What is being asked: A verbatim copy of the whole listing is what is needed.

===

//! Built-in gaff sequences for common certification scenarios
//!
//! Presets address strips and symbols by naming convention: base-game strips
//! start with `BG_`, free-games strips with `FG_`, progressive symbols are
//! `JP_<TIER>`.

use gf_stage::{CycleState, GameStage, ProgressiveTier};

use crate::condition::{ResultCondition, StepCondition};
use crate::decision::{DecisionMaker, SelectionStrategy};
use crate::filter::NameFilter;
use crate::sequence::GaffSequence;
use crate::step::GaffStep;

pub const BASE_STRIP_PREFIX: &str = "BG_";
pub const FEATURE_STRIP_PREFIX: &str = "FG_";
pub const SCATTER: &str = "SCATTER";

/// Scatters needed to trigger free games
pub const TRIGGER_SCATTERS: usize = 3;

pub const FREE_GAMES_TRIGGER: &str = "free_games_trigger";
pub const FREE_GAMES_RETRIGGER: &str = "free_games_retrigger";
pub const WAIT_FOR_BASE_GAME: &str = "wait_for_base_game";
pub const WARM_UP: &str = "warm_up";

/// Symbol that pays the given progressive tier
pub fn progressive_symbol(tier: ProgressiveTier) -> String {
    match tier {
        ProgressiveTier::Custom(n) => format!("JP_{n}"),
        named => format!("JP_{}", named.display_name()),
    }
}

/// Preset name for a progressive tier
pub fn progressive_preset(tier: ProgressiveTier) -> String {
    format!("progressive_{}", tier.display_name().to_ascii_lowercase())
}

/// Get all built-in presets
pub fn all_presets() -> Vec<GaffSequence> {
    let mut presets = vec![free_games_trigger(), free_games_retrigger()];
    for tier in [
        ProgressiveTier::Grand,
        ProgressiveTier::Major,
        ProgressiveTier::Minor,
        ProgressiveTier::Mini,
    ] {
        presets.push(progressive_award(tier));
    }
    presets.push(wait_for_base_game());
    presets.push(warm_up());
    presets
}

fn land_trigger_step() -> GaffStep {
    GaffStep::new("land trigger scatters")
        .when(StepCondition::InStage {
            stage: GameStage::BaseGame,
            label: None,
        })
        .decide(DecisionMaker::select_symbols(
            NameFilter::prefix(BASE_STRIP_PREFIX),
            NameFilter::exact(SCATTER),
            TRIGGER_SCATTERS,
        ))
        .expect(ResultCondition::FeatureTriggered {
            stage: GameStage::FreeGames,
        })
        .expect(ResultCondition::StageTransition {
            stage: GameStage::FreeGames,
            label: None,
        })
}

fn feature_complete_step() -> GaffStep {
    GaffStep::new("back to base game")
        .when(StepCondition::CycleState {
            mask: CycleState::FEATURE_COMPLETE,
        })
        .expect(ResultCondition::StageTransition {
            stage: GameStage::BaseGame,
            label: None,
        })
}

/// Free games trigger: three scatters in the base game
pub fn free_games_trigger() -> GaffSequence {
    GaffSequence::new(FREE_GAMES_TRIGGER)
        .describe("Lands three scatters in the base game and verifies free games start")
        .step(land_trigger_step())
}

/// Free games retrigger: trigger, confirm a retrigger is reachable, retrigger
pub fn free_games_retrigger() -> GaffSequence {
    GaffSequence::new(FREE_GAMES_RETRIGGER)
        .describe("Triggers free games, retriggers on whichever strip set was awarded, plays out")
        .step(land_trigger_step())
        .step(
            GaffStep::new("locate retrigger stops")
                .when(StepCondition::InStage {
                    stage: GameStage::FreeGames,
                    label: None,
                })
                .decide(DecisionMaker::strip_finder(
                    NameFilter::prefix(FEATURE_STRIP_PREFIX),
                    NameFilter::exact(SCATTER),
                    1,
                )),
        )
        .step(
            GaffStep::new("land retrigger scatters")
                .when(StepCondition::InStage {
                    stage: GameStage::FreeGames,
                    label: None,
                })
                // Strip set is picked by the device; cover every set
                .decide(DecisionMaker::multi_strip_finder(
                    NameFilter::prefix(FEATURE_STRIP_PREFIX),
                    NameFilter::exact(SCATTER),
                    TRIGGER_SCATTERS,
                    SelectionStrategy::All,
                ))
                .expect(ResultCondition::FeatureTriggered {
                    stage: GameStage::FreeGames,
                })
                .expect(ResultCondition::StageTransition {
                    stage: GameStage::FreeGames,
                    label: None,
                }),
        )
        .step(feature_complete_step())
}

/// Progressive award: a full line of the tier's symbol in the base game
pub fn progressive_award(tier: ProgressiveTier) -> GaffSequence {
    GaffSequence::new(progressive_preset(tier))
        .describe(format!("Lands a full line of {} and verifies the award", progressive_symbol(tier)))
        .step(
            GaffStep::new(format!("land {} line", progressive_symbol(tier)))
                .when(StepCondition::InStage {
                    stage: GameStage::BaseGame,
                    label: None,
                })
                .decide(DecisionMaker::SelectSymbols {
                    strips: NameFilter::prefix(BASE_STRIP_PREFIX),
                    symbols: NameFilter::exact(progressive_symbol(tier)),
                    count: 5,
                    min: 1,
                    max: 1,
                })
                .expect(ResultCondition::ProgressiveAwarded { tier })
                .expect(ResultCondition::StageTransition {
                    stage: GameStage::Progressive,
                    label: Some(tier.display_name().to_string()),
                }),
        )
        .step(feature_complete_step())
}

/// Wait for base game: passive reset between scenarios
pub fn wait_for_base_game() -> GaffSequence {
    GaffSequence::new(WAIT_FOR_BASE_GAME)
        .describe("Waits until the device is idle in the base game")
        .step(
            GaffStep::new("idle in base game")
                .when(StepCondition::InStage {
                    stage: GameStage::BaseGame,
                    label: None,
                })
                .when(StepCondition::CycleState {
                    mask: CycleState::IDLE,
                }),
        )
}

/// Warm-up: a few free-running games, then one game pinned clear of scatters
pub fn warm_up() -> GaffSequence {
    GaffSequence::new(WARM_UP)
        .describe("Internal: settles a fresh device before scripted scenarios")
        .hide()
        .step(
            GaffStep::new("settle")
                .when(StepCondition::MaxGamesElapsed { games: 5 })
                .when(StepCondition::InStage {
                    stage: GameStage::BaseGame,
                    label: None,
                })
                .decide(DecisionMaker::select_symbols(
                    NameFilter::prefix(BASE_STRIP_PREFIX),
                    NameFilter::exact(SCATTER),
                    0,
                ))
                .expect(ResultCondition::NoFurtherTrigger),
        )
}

===

Response area:
//! Built-in gaff sequences for common certification scenarios
//!
//! Presets address strips and symbols by naming convention: base-game strips
//! start with `BG_`, free-games strips with `FG_`, progressive symbols are
//! `JP_<TIER>`.

use gf_stage::{CycleState, GameStage, ProgressiveTier};

use crate::condition::{ResultCondition, StepCondition};
use crate::decision::{DecisionMaker, SelectionStrategy};
use crate::filter::NameFilter;
use crate::sequence::GaffSequence;
use crate::step::GaffStep;

pub const BASE_STRIP_PREFIX: &str = "BG_";
pub const FEATURE_STRIP_PREFIX: &str = "FG_";
pub const SCATTER: &str = "SCATTER";

/// Scatters needed to trigger free games
pub const TRIGGER_SCATTERS: usize = 3;

pub const FREE_GAMES_TRIGGER: &str = "free_games_trigger";
pub const FREE_GAMES_RETRIGGER: &str = "free_games_retrigger";
pub const WAIT_FOR_BASE_GAME: &str = "wait_for_base_game";
pub const WARM_UP: &str = "warm_up";

/// Symbol that pays the given progressive tier
pub fn progressive_symbol(tier: ProgressiveTier) -> String {
    match tier {
        ProgressiveTier::Custom(n) => format!("JP_{n}"),
        named => format!("JP_{}", named.display_name()),
    }
}

/// Preset name for a progressive tier
pub fn progressive_preset(tier: ProgressiveTier) -> String {
    format!("progressive_{}", tier.display_name().to_ascii_lowercase())
}

/// Get all built-in presets
pub fn all_presets() -> Vec<GaffSequence> {
    let mut presets = vec![free_games_trigger(), free_games_retrigger()];
    for tier in [
        ProgressiveTier::Grand,
        ProgressiveTier::Major,
        ProgressiveTier::Minor,
        ProgressiveTier::Mini,
    ] {
        presets.push(progressive_award(tier));
    }
    presets.push(wait_for_base_game());
    presets.push(warm_up());
    presets
}

fn land_trigger_step() -> GaffStep {
    GaffStep::new("land trigger scatters")
        .when(StepCondition::InStage {
            stage: GameStage::BaseGame,
            label: None,
        })
        .decide(DecisionMaker::select_symbols(
            NameFilter::prefix(BASE_STRIP_PREFIX),
            NameFilter::exact(SCATTER),
            TRIGGER_SCATTERS,
        ))
        .expect(ResultCondition::FeatureTriggered {
            stage: GameStage::FreeGames,
        })
        .expect(ResultCondition::StageTransition {
            stage: GameStage::FreeGames,
            label: None,
        })
}

fn feature_complete_step() -> GaffStep {
    GaffStep::new("back to base game")
        .when(StepCondition::CycleState {
            mask: CycleState::FEATURE_COMPLETE,
        })
        .expect(ResultCondition::StageTransition {
            stage: GameStage::BaseGame,
            label: None,
        })
}

/// Free games trigger: three scatters in the base game
pub fn free_games_trigger() -> GaffSequence {
    GaffSequence::new(FREE_GAMES_TRIGGER)
        .describe("Lands three scatters in the base game and verifies free games start")
        .step(land_trigger_step())
}

/// Free games retrigger: trigger, confirm a retrigger is reachable, retrigger
pub fn free_games_retrigger() -> GaffSequence {
    GaffSequence::new(FREE_GAMES_RETRIGGER)
        .describe("Triggers free games, retriggers on whichever strip set was awarded, plays out")
        .step(land_trigger_step())
        .step(
            GaffStep::new("locate retrigger stops")
                .when(StepCondition::InStage {
                    stage: GameStage::FreeGames,
                    label: None,
                })
                .decide(DecisionMaker::strip_finder(
                    NameFilter::prefix(FEATURE_STRIP_PREFIX),
                    NameFilter::exact(SCATTER),
                    1,
                )),
        )
        .step(
            GaffStep::new("land retrigger scatters")
                .when(StepCondition::InStage {
                    stage: GameStage::FreeGames,
                    label: None,
                })
                // Strip set is picked by the device; cover every set
                .decide(DecisionMaker::multi_strip_finder(
                    NameFilter::prefix(FEATURE_STRIP_PREFIX),
                    NameFilter::exact(SCATTER),
                    TRIGGER_SCATTERS,
                    SelectionStrategy::All,
                ))
                .expect(ResultCondition::FeatureTriggered {
                    stage: GameStage::FreeGames,
                })
                .expect(ResultCondition::StageTransition {
                    stage: GameStage::FreeGames,
                    label: None,
                }),
        )
        .step(feature_complete_step())
}

/// Progressive award: a full line of the tier's symbol in the base game
pub fn progressive_award(tier: ProgressiveTier) -> GaffSequence {
    GaffSequence::new(progressive_preset(tier))
        .describe(format!("Lands a full line of {} and verifies the award", progressive_symbol(tier)))
        .step(
            GaffStep::new(format!("land {} line", progressive_symbol(tier)))
                .when(StepCondition::InStage {
                    stage: GameStage::BaseGame,
                    label: None,
                })
                .decide(DecisionMaker::SelectSymbols {
                    strips: NameFilter::prefix(BASE_STRIP_PREFIX),
                    symbols: NameFilter::exact(progressive_symbol(tier)),
                    count: 5,
                    min: 1,
                    max: 1,
                })
                .expect(ResultCondition::ProgressiveAwarded { tier })
                .expect(ResultCondition::StageTransition {
                    stage: GameStage::Progressive,
                    label: Some(tier.display_name().to_string()),
                }),
        )
        .step(feature_complete_step())
}

/// Wait for base game: passive reset between scenarios
pub fn wait_for_base_game() -> GaffSequence {
    GaffSequence::new(WAIT_FOR_BASE_GAME)
        .describe("Waits until the device is idle in the base game")
        .step(
            GaffStep::new("idle in base game")
                .when(StepCondition::InStage {
                    stage: GameStage::BaseGame,
                    label: None,
                })
                .when(StepCondition::CycleState {
                    mask: CycleState::IDLE,
                }),
        )
}

/// Warm-up: a few free-running games, then one game pinned clear of scatters
pub fn warm_up() -> GaffSequence {
    GaffSequence::new(WARM_UP)
        .describe("Internal: settles a fresh device before scripted scenarios")
        .hide()
        .step(
            GaffStep::new("settle")
                .when(StepCondition::MaxGamesElapsed { games: 5 })
                .when(StepCondition::InStage {
                    stage: GameStage::BaseGame,
                    label: None,
                })
                .decide(DecisionMaker::select_symbols(
                    NameFilter::prefix(BASE_STRIP_PREFIX),
                    NameFilter::exact(SCATTER),
                    0,
                ))
                .expect(ResultCondition::NoFurtherTrigger),
        )
}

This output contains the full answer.